Research Groups

Quantum Optics & Spectroscopy

The Quantum Optics and Spectroscopy research group is headed by Prof Rainer Blatt and works closely with a team of senior scientists who lead individual projects. Our laboratories are located at the Department of Experimental Physics of the University of Innsbruck and at the Institute of Quantum Optics and Quantum Information of the Austrian Academy of Sciences, both in Innsbruck, Austria, in the heart of the Alps.

Our experiments centre on trapped ions, which we manipulate with laser light, allowing us to precisely control both the states of individual particles and the collective states.

To the group website: https://www.quantumoptics.at/en/

contact

Head of research group
Univ.-Prof. Dr. Rainer Blatt
Tel: +43 512 507 52450
E-Mail: Rainer.Blatt@uibk.ac.at

Distributed Quantum Systems

In our group we are working on the development and demonstration of methods to create entanglement between remote quantum systems and use this capability to realise new scientific and technological applications.
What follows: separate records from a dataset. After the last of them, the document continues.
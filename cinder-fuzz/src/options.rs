//! Backend configuration.
//!
//! Immutable once a solver is constructed. Clang options describe the
//! toolchain invocation; libFuzzer options are derived fresh for each
//! solve (target path, max input length and artifact directories depend
//! on the query).

use crate::error::{BackendError, BackendResult};
use cinder_core::Context;
use std::path::PathBuf;
use std::time::Duration;

/// Coverage instrumentation modes passed to clang via
/// `-fsanitize-coverage=`.
#[derive(Debug, Clone, Copy, PartialEq, Eq)]
pub enum SanitizerCoverage {
    /// `trace-pc`
    TracePc,
    /// `trace-pc-guard`
    TracePcGuard,
    /// `trace-cmp`; also switches the fuzzer to comparison tracing.
    TraceCmp,
}

impl SanitizerCoverage {
    /// The clang flag fragment for this mode.
    #[must_use]
    pub fn as_flag(&self) -> &'static str {
        match self {
            SanitizerCoverage::TracePc => "trace-pc",
            SanitizerCoverage::TracePcGuard => "trace-pc-guard",
            SanitizerCoverage::TraceCmp => "trace-cmp",
        }
    }
}

/// Toolchain invocation options.
#[derive(Debug, Clone)]
pub struct ClangOptions {
    /// Path to the clang binary.
    pub clang_path: PathBuf,
    /// `-O` level for the candidate program.
    pub optimization_level: u32,
    /// Coverage instrumentation to request, in addition to
    /// `-fsanitize=fuzzer`.
    pub sanitizer_coverage: Vec<SanitizerCoverage>,
}

impl Default for ClangOptions {
    fn default() -> Self {
        Self {
            clang_path: PathBuf::from("clang"),
            optimization_level: 2,
            sanitizer_coverage: vec![SanitizerCoverage::TracePcGuard, SanitizerCoverage::TraceCmp],
        }
    }
}

impl ClangOptions {
    /// Check that the configured toolchain exists. Bare command names
    /// (no path separator) are left to `PATH` resolution at spawn time.
    pub fn check_paths(&self, ctx: &Context) -> BackendResult<()> {
        if self.clang_path.components().count() > 1 && !self.clang_path.exists() {
            ctx.diagnostics
                .error(format!("clang not found at {}", self.clang_path.display()));
            return Err(BackendError::MissingToolchain {
                path: self.clang_path.clone(),
            });
        }
        Ok(())
    }

    /// Whether comparison tracing was requested.
    #[must_use]
    pub fn wants_cmp_trace(&self) -> bool {
        self.sanitizer_coverage.contains(&SanitizerCoverage::TraceCmp)
    }
}

/// Options for one libFuzzer run, derived per solve.
#[derive(Debug, Clone, Default)]
pub struct LibFuzzerOptions {
    /// The compiled candidate-checking binary.
    pub target_binary: PathBuf,
    /// Maximum input length in bytes (the packed free-variable buffer).
    pub max_length: u64,
    /// Corpus directory.
    pub corpus_dir: PathBuf,
    /// Directory crash artifacts are written to.
    pub artifact_dir: PathBuf,
    /// Enable comparison-trace guided mutation.
    pub use_cmp: bool,
    /// Stop fuzzing after this wall-clock budget, if set. Cinder itself
    /// imposes no timeout; external watchdogs should prefer `cancel()`.
    pub max_total_time: Option<Duration>,
}

/// Complete backend configuration.
#[derive(Debug, Clone, Default)]
pub struct BackendOptions {
    /// Toolchain options.
    pub clang: ClangOptions,
}

#[cfg(test)]
mod tests {
    use super::*;

    #[test]
    fn test_default_wants_cmp() {
        assert!(ClangOptions::default().wants_cmp_trace());
    }

    #[test]
    fn test_check_paths_missing_binary() {
        let ctx = Context::new();
        let opts = ClangOptions {
            clang_path: PathBuf::from("/nonexistent/path/to/clang"),
            ..ClangOptions::default()
        };
        assert!(matches!(
            opts.check_paths(&ctx),
            Err(BackendError::MissingToolchain { .. })
        ));
        assert!(ctx.diagnostics.any_contains("/nonexistent/path/to/clang"));
    }

    #[test]
    fn test_check_paths_bare_name_ok() {
        let ctx = Context::new();
        assert!(ClangOptions::default().check_paths(&ctx).is_ok());
    }
}
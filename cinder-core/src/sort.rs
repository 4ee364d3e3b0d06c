//! Sort system for Cinder terms.
//!
//! Only booleans and fixed-width bit-vectors are first-class; everything
//! else is carried as an uninterpreted sort so front ends can still load
//! queries that a backend will later reject.

use std::fmt;

/// The sort (type) of a term.
#[derive(Debug, Clone, PartialEq, Eq, Hash)]
pub enum Sort {
    /// Boolean sort.
    Bool,
    /// Bit-vector sort with the given width in bits.
    BitVec(u32),
    /// A sort this solver has no interpretation for, kept by name.
    Uninterpreted(String),
}

impl Sort {
    /// Check if this is the boolean sort.
    #[must_use]
    pub fn is_bool(&self) -> bool {
        matches!(self, Sort::Bool)
    }

    /// Check if this is a bit-vector sort.
    #[must_use]
    pub fn is_bitvec(&self) -> bool {
        matches!(self, Sort::BitVec(_))
    }

    /// Bit-vector width, if this is a bit-vector sort.
    #[must_use]
    pub fn bitvec_width(&self) -> Option<u32> {
        match self {
            Sort::BitVec(w) => Some(*w),
            _ => None,
        }
    }

    /// Number of bits a value of this sort occupies in a packed input
    /// buffer. Uninterpreted sorts have no encoding.
    #[must_use]
    pub fn encoded_bits(&self) -> Option<u32> {
        match self {
            Sort::Bool => Some(1),
            Sort::BitVec(w) => Some(*w),
            Sort::Uninterpreted(_) => None,
        }
    }
}

impl fmt::Display for Sort {
    fn fmt(&self, f: &mut fmt::Formatter<'_>) -> fmt::Result {
        match self {
            Sort::Bool => write!(f, "Bool"),
            Sort::BitVec(w) => write!(f, "(_ BitVec {w})"),
            Sort::Uninterpreted(name) => write!(f, "{name}"),
        }
    }
}

#[cfg(test)]
mod tests {
    use super::*;

    #[test]
    fn test_display() {
        assert_eq!(Sort::Bool.to_string(), "Bool");
        assert_eq!(Sort::BitVec(32).to_string(), "(_ BitVec 32)");
        assert_eq!(Sort::Uninterpreted("Real".into()).to_string(), "Real");
    }

    #[test]
    fn test_encoded_bits() {
        assert_eq!(Sort::Bool.encoded_bits(), Some(1));
        assert_eq!(Sort::BitVec(17).encoded_bits(), Some(17));
        assert_eq!(Sort::Uninterpreted("Real".into()).encoded_bits(), None);
    }
}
Our remote quantum systems are equivalent to registers of spins in which entanglement can be stored and processed, connected to each other using photons. We aim to develop such quantum networks over distances of a few metres to study scalable many-body quantum systems up to thousands of kilometres for global quantum communication and sensor networks. In our lab, there are trapped atomic ions, optical cavities to connect ions to photons, and nonlinear optics to convert the wavelength of photons into optimal values for long-distance communication.

Our two main research questions are: 1. how can we distribute, store and amplify entanglement between distant locations? 2. what are the most promising applications of distributed entanglement and how can we realise them in the near future?
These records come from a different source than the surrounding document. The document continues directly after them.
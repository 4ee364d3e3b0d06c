//! Sort conformance checking.
//!
//! Before any code generation, every distinct term reachable from the
//! query must have a sort the backend can encode into a fuzzer input
//! buffer. The check is a read-only query pass so it can slot into the
//! same pipeline (and cancellation registry) as everything else.

use cinder_core::{Context, Query, QueryPass, Sort, TermId};
use rustc_hash::FxHashSet;
use std::sync::atomic::{AtomicBool, Ordering};

/// Predicate over sorts, with the context available for diagnostics.
pub type SortPredicate = dyn Fn(&Sort, &Context) -> bool + Send + Sync;

/// Verifies that a predicate holds for the sort of every distinct term
/// reachable from the query's constraints. Aborts on the first failure.
/// Never mutates the query.
pub struct SortConformanceCheckPass {
    predicate: Box<SortPredicate>,
    held: AtomicBool,
    cancelled: AtomicBool,
}

impl SortConformanceCheckPass {
    /// Create the pass with the given predicate.
    pub fn new(predicate: impl Fn(&Sort, &Context) -> bool + Send + Sync + 'static) -> Self {
        Self {
            predicate: Box::new(predicate),
            held: AtomicBool::new(false),
            cancelled: AtomicBool::new(false),
        }
    }

    /// True iff the last `run` saw the predicate hold for every distinct
    /// reachable term. A cancelled run reports false.
    #[must_use]
    pub fn predicate_always_held(&self) -> bool {
        self.held.load(Ordering::Acquire)
    }
}

impl QueryPass for SortConformanceCheckPass {
    fn run(&self, query: &mut Query, ctx: &Context) -> bool {
        // LIFO worklist DFS. Sibling order ends up reversed relative to
        // child index, which is immaterial: the predicate is evaluated
        // per distinct term, not in any promised order.
        let mut worklist: Vec<TermId> = query.constraints().to_vec();
        let mut visited: FxHashSet<TermId> = FxHashSet::default();
        self.held.store(true, Ordering::Release);

        while let Some(node) = worklist.pop() {
            if self.cancelled.load(Ordering::Acquire) {
                ctx.diagnostics.debug("sort conformance check cancelled");
                self.held.store(false, Ordering::Release);
                return false;
            }
            if visited.contains(&node) {
                continue;
            }
            if !(self.predicate)(ctx.terms.sort(node), ctx) {
                self.held.store(false, Ordering::Release);
                break;
            }
            visited.insert(node);
            for index in 0..ctx.terms.num_children(node) {
                worklist.push(ctx.terms.child(node, index));
            }
        }
        true
    }

    fn name(&self) -> &'static str {
        "sort-conformance-check"
    }

    fn cancel(&self) {
        self.cancelled.store(true, Ordering::Release);
    }
}

/// The fuzzing backend's sort predicate: booleans and bit-vectors up to
/// 64 bits wide. Rejections are explained on the warning stream.
pub fn fuzzable_sort(sort: &Sort, ctx: &Context) -> bool {
    match sort {
        Sort::Bool => true,
        Sort::BitVec(width) if *width <= 64 => true,
        Sort::BitVec(width) => {
            ctx.diagnostics
                .warning(format!("bit-vector width {width} not supported"));
            false
        }
        other => {
            ctx.diagnostics
                .warning(format!("sort \"{other}\" not supported"));
            false
        }
    }
}

#[cfg(test)]
mod tests {
    use super::*;
    use std::sync::atomic::AtomicUsize;

    fn run_check(
        query: &mut Query,
        ctx: &Context,
        predicate: impl Fn(&Sort, &Context) -> bool + Send + Sync + 'static,
    ) -> bool {
        let pass = SortConformanceCheckPass::new(predicate);
        pass.run(query, ctx);
        pass.predicate_always_held()
    }

    #[test]
    fn test_shared_subterm_evaluated_once() {
        let mut ctx = Context::new();
        let x = ctx.terms.mk_var("x", Sort::BitVec(8));
        let one = ctx.terms.mk_bv_const(1, 8);
        let inc = ctx.terms.mk_bv_add(x, one);
        // `inc` shared by two parents.
        let c0 = ctx.terms.mk_bv_ult(inc, x);
        let c1 = ctx.terms.mk_bv_ule(inc, one);
        let mut query = Query::from_constraints(vec![c0, c1]);

        let evaluations = std::sync::Arc::new(AtomicUsize::new(0));
        let counter = std::sync::Arc::clone(&evaluations);
        let held = run_check(&mut query, &ctx, move |_, _| {
            counter.fetch_add(1, Ordering::Relaxed);
            true
        });
        assert!(held);
        // Distinct nodes: x, one, inc, c0, c1.
        assert_eq!(evaluations.load(Ordering::Relaxed), 5);
    }

    #[test]
    fn test_aborts_on_first_failure() {
        let mut ctx = Context::new();
        let x = ctx.terms.mk_var("x", Sort::Uninterpreted("Real".into()));
        let y = ctx.terms.mk_var("x2", Sort::Uninterpreted("Real".into()));
        let eq = ctx.terms.mk_eq(x, y);
        let mut query = Query::from_constraints(vec![eq]);

        let evaluations = std::sync::Arc::new(AtomicUsize::new(0));
        let counter = std::sync::Arc::clone(&evaluations);
        let held = run_check(&mut query, &ctx, move |sort, _| {
            counter.fetch_add(1, Ordering::Relaxed);
            sort.is_bool()
        });
        assert!(!held);
        // eq is Bool and passes; the first Real operand fails and stops
        // the traversal before the second is reached.
        assert_eq!(evaluations.load(Ordering::Relaxed), 2);
    }

    #[test]
    fn test_width_64_supported() {
        let mut ctx = Context::new();
        let x = ctx.terms.mk_var("x", Sort::BitVec(64));
        let c = ctx.terms.mk_bv_const(0, 64);
        let eq = ctx.terms.mk_eq(x, c);
        let mut query = Query::from_constraints(vec![eq]);
        assert!(run_check(&mut query, &ctx, fuzzable_sort));
    }

    #[test]
    fn test_width_65_rejected_with_diagnostic() {
        let mut ctx = Context::with_verbosity(1);
        let x = ctx.terms.mk_var("x", Sort::BitVec(65));
        let y = ctx.terms.mk_var("y", Sort::BitVec(65));
        let eq = ctx.terms.mk_eq(x, y);
        let mut query = Query::from_constraints(vec![eq]);
        assert!(!run_check(&mut query, &ctx, fuzzable_sort));
        assert!(ctx.diagnostics.any_contains("65"));
    }

    #[test]
    fn test_unsupported_sort_named_in_diagnostic() {
        let mut ctx = Context::with_verbosity(1);
        let x = ctx.terms.mk_var("x", Sort::Uninterpreted("Real".into()));
        let y = ctx.terms.mk_var("y", Sort::Uninterpreted("Real".into()));
        let eq = ctx.terms.mk_eq(x, y);
        let mut query = Query::from_constraints(vec![eq]);
        assert!(!run_check(&mut query, &ctx, fuzzable_sort));
        assert!(ctx.diagnostics.any_contains("Real"));
    }

    #[test]
    fn test_cancelled_run_reports_false() {
        let mut ctx = Context::new();
        let t = ctx.terms.mk_true();
        let mut query = Query::from_constraints(vec![t]);
        let pass = SortConformanceCheckPass::new(|_, _| true);
        pass.cancel();
        pass.run(&mut query, &ctx);
        assert!(!pass.predicate_always_held());
    }

    #[test]
    fn test_empty_query_holds_vacuously() {
        let ctx = Context::new();
        let mut query = Query::new();
        assert!(run_check(&mut query, &ctx, |_, _| false));
    }
}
To the group website: Photon-conversion-for-trapped-ion-quantum-networks

contact

Head of research group
Assoz. Prof. Dr. Benjamin Peter Lanyon
Tel: +43 512 507 52900
E-Mail: Ben.Lanyon@uibk.ac.at

Secretariat
Claudia Mevenkamp
Tel: +43 512 507 52511
E-Mail: Claudia.Mevenkamp@uibk.ac.at

Quantum Engineering

The research group led by Thomas Monz focuses on scalable quantum information and quantum computing, from metrology and quantum error correction to the realisation of algorithms in ever larger quantum systems.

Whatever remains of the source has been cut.